Brief: Count the lines in the data below that have "action" in them, and reply with only that number.

Task inputs:
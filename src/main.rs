//! # action-synth CLI
//!
//! Binary entry point for the `action-synth` command-line tool.
//!
//! The binary parses arguments with `clap`, sets up logging, and dispatches
//! to one module per subcommand. All synthesis logic lives in the library
//! crate; the binary is a thin layer of argument handling and presentation.
//!
//! Any error returned from a command exits with status 1. Usage errors are
//! reported by `clap` with status 2.

mod cli;
mod commands;

use anyhow::Result;
use clap::Parser;

fn main() -> Result<()> {
    let cli = cli::Cli::parse();
    cli.execute()
}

Answer space: 2